К сказанному выше надо, на мой взгляд, добавить еще и такую подробность. Среди первоначальных впечатлений, имевших над Лермонтовым, в силу специфики памяти, огромную власть, самым ранним было впечатление как раз театральное. В четырехлетнем возрасте его взяли на представление модной в те годы оперы Кавоса «Невидимка». Зрелище, поразившее воображение сначала ребенка, а потом и подростка, было Зрелищем в прямом, наивном и прекрасном смысле слова: с хорами, балетами, сражениями, а главное, волшебными, сказочными превращениями: «…Стол, превращающийся в огненную реку; дуб, разделяющийся на две части, из коего вылетает Полель на облаке; мост, по коему проходят черные рыцари чрез всю сцену, который потом разрушается; слон, механически устроенный, натуральной величины, на коем Личардо превращается в разные виды…»
На смену увлечению потешным театром пришли Шиллер и Шекспир. А когда появилась потребность думать и писать о русском и для русских – Александр Грибоедов.
Андрей Николаевич Муравьев, сдружившийся с Лермонтовым в 1834–1835 годах, в книге «Знакомство с русскими поэтами» пишет, что Лермонтов так охарактеризовал замысел «Маскарада»: «Комедия вроде “Горя от ума”, резкая критика на современные нравы».
Объясняя Муравьеву, что хочет создать на петербургском материале комедию вроде «Горя от ума», Лермонтов, видимо, несколько упрощает замысел: кроме острой критики на современные нравы в «Маскараде» дан символический образ Петербурга – города, где все вынуждены «скрывать свою настоящую природу». Символическая модель столицы о двух этажах: маскарадная зала в бывшем дворце, открытая всем и каждому, – ее видимая, надземная часть; игорные дома – подполье. «В маскерад» никто не имеет права явиться без маски; без маски, приросшей к лицу, никто не осмелится войти и в «раззолоченную гостиную». Это закон всеобщий, ему вынуждены подчиняться и завсегдатаи подземного вертепа: если хочешь выиграть, научись прятать свое лицо, надевай другое – вместо своего, но при этом умей разглядеть малейшие оттенки мимики своего партнера, по словам и жестам, не связанным прямо с потаенным душевным движением, – его мысли и намерения.

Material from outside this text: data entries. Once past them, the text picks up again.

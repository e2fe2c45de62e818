//! Complete directed cost graph over the depot and its clients.

use crate::distance::DistanceMatrix;
use crate::error::CvrpError;

use super::node::{Node, DEPOT};
use super::solution::tour_edges;

/// Immutable cost graph over `{depot} ∪ clients`.
///
/// Nodes live in an arena indexed by id, with the depot at index 0. Every
/// ordered pair of distinct nodes has a cost unless the matrix marks the
/// edge as missing.
///
/// # Examples
///
/// ```
/// use u_cvrp::models::{Node, ProblemGraph};
///
/// let graph = ProblemGraph::euclidean(vec![
///     Node::depot(0.0, 0.0),
///     Node::client(1, 10.0, 0.0, 5.0),
///     Node::client(2, 20.0, 0.0, 5.0),
/// ])
/// .unwrap();
/// assert_eq!(graph.num_clients(), 2);
/// assert_eq!(graph.cost(1, 2), 10.0);
/// ```
#[derive(Debug, Clone)]
pub struct ProblemGraph {
    nodes: Vec<Node>,
    costs: DistanceMatrix,
}

impl ProblemGraph {
    /// Creates a graph from nodes and an explicit cost matrix.
    ///
    /// Fails with [`CvrpError::InvalidProblem`] unless node 0 is the depot,
    /// ids match arena positions, at least one client exists, demands are
    /// finite and non-negative, and costs are non-negative.
    pub fn new(nodes: Vec<Node>, costs: DistanceMatrix) -> Result<Self, CvrpError> {
        match nodes.first() {
            Some(depot) if depot.is_depot() && depot.demand() == 0.0 => {}
            _ => {
                return Err(CvrpError::InvalidProblem(
                    "node 0 must be the depot with zero demand".into(),
                ))
            }
        }
        if nodes.len() < 2 {
            return Err(CvrpError::InvalidProblem("graph has no clients".into()));
        }
        for (idx, node) in nodes.iter().enumerate() {
            if node.id() != idx {
                return Err(CvrpError::InvalidProblem(format!(
                    "node at position {} has id {}",
                    idx,
                    node.id()
                )));
            }
            if !node.demand().is_finite() || node.demand() < 0.0 {
                return Err(CvrpError::InvalidProblem(format!(
                    "client {} has invalid demand {}",
                    idx,
                    node.demand()
                )));
            }
        }
        if costs.size() != nodes.len() {
            return Err(CvrpError::InvalidProblem(format!(
                "cost matrix size {} does not match {} nodes",
                costs.size(),
                nodes.len()
            )));
        }
        if costs.values().iter().any(|c| c.is_nan() || *c < 0.0) {
            return Err(CvrpError::InvalidProblem(
                "edge costs must be non-negative".into(),
            ));
        }
        Ok(Self { nodes, costs })
    }

    /// Creates a graph with rounded Euclidean costs between node positions.
    pub fn euclidean(nodes: Vec<Node>) -> Result<Self, CvrpError> {
        let costs = DistanceMatrix::from_nodes(&nodes);
        Self::new(nodes, costs)
    }

    /// All nodes, depot first.
    pub fn nodes(&self) -> &[Node] {
        &self.nodes
    }

    /// Node at the given index.
    pub fn node(&self, id: usize) -> &Node {
        &self.nodes[id]
    }

    /// The underlying cost matrix.
    pub fn costs(&self) -> &DistanceMatrix {
        &self.costs
    }

    /// Number of nodes including the depot.
    pub fn len(&self) -> usize {
        self.nodes.len()
    }

    /// Always `false`: a valid graph holds a depot and at least one client.
    pub fn is_empty(&self) -> bool {
        self.nodes.is_empty()
    }

    /// Number of clients (excluding the depot).
    pub fn num_clients(&self) -> usize {
        self.nodes.len() - 1
    }

    /// Client ids in ascending order.
    pub fn clients(&self) -> impl Iterator<Item = usize> {
        1..self.nodes.len()
    }

    /// Demand of a node.
    pub fn demand(&self, id: usize) -> f64 {
        self.nodes[id].demand()
    }

    /// Cost of the edge `from → to`.
    pub fn cost(&self, from: usize, to: usize) -> f64 {
        self.costs.get(from, to)
    }

    /// Returns `true` if the edge `from → to` exists.
    pub fn has_edge(&self, from: usize, to: usize) -> bool {
        self.costs.has_edge(from, to)
    }

    /// Out-neighbors of `v` in ascending id order.
    pub fn neighbors(&self, v: usize) -> impl Iterator<Item = usize> + '_ {
        (0..self.nodes.len()).filter(move |&u| self.has_edge(v, u))
    }

    /// Cost of the depot round trip `depot → client → depot`.
    pub fn round_trip(&self, client: usize) -> f64 {
        self.cost(DEPOT, client) + self.cost(client, DEPOT)
    }

    /// Cost of a closed tour starting and ending at the depot.
    pub fn tour_cost(&self, tour: &[usize]) -> f64 {
        tour_edges(tour).map(|(u, v)| self.cost(u, v)).sum()
    }
}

Полемизируя с Фаддеем Булгариным, редактором «Северной пчелы» и идеологом литературы, которую в скором времени начнут называть мещанской, а также с теми из тогдашних писателей-бытовиков, кто видел в свете лишь предмет для благонамеренной сатиры, Владимир Одоевский писал в 1833 году: «Из слухового окошка, а иногда – извините – из передней вы смотрите в гостиную; из нее доходит до вас невнятный говор, шарканье… лорнеты, поклоны, люстры – и только… Нет, господа, вы не знаете общества, вы не знаете его важной части – гостиных!.. О! если бы вы положили руку на истинную рану гостиных, – не холодный бы смех вас встретил; вы бы грустно замолкли, или бы от мраморных стен понесся плач и скрежет зубов!»
Лермонтов в «Маскараде» сделал именно это: «положил руку на истинную рану гостиных» и услышал: плач и скрежет зубовный.